*** Task data ***
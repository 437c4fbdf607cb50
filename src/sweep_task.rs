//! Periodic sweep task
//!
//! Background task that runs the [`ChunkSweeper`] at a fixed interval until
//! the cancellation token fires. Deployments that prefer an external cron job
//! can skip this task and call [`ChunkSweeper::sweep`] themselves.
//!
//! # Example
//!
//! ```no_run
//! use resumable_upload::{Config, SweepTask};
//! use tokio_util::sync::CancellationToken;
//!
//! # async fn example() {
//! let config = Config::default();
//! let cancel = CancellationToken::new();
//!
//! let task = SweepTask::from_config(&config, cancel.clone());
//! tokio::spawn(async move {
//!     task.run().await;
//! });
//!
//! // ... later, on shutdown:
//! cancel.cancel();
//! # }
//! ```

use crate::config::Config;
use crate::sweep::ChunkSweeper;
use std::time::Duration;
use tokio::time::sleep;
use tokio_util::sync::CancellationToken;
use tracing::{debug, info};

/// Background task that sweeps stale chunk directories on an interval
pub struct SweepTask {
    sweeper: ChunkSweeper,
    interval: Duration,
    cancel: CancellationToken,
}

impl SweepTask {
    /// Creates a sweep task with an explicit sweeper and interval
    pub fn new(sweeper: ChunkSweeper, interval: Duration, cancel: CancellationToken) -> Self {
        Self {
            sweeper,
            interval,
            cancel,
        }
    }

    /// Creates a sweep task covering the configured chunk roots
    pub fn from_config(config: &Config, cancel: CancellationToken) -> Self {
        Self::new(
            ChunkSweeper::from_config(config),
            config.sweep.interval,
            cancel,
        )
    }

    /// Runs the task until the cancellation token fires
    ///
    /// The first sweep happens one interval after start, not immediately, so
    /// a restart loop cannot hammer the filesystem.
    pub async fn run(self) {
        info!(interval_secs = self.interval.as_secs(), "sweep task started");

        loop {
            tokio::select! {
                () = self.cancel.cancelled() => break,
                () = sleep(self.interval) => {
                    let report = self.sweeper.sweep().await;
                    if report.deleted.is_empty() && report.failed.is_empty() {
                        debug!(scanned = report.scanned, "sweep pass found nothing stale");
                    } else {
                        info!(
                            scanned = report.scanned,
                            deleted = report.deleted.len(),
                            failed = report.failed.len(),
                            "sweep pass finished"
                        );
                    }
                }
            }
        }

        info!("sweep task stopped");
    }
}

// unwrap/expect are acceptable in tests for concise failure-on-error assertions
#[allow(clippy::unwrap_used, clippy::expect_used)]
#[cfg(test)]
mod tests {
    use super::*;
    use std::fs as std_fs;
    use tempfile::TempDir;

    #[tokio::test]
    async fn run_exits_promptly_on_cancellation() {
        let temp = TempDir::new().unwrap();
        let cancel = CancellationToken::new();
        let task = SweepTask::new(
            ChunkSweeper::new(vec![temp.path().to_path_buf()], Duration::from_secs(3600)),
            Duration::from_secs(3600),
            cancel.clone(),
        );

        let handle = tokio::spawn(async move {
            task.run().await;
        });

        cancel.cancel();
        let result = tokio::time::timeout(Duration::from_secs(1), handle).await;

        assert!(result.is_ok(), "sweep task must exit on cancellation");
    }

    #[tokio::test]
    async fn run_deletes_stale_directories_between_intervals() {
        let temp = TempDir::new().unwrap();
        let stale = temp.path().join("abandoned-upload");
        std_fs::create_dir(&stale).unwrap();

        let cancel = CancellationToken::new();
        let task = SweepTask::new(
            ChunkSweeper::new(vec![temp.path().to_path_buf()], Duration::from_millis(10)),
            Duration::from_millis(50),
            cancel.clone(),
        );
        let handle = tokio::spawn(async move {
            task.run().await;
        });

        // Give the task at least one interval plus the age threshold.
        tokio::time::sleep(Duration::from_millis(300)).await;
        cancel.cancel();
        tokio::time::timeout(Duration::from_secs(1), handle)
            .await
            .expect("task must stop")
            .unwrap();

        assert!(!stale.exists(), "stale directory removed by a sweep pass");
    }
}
***
# What you need to do
Every line that includes "info" must be copied from the material above.

# Exercise result
use tracing::{debug, info};
        info!(interval_secs = self.interval.as_secs(), "sweep task started");
                        info!(
        info!("sweep task stopped");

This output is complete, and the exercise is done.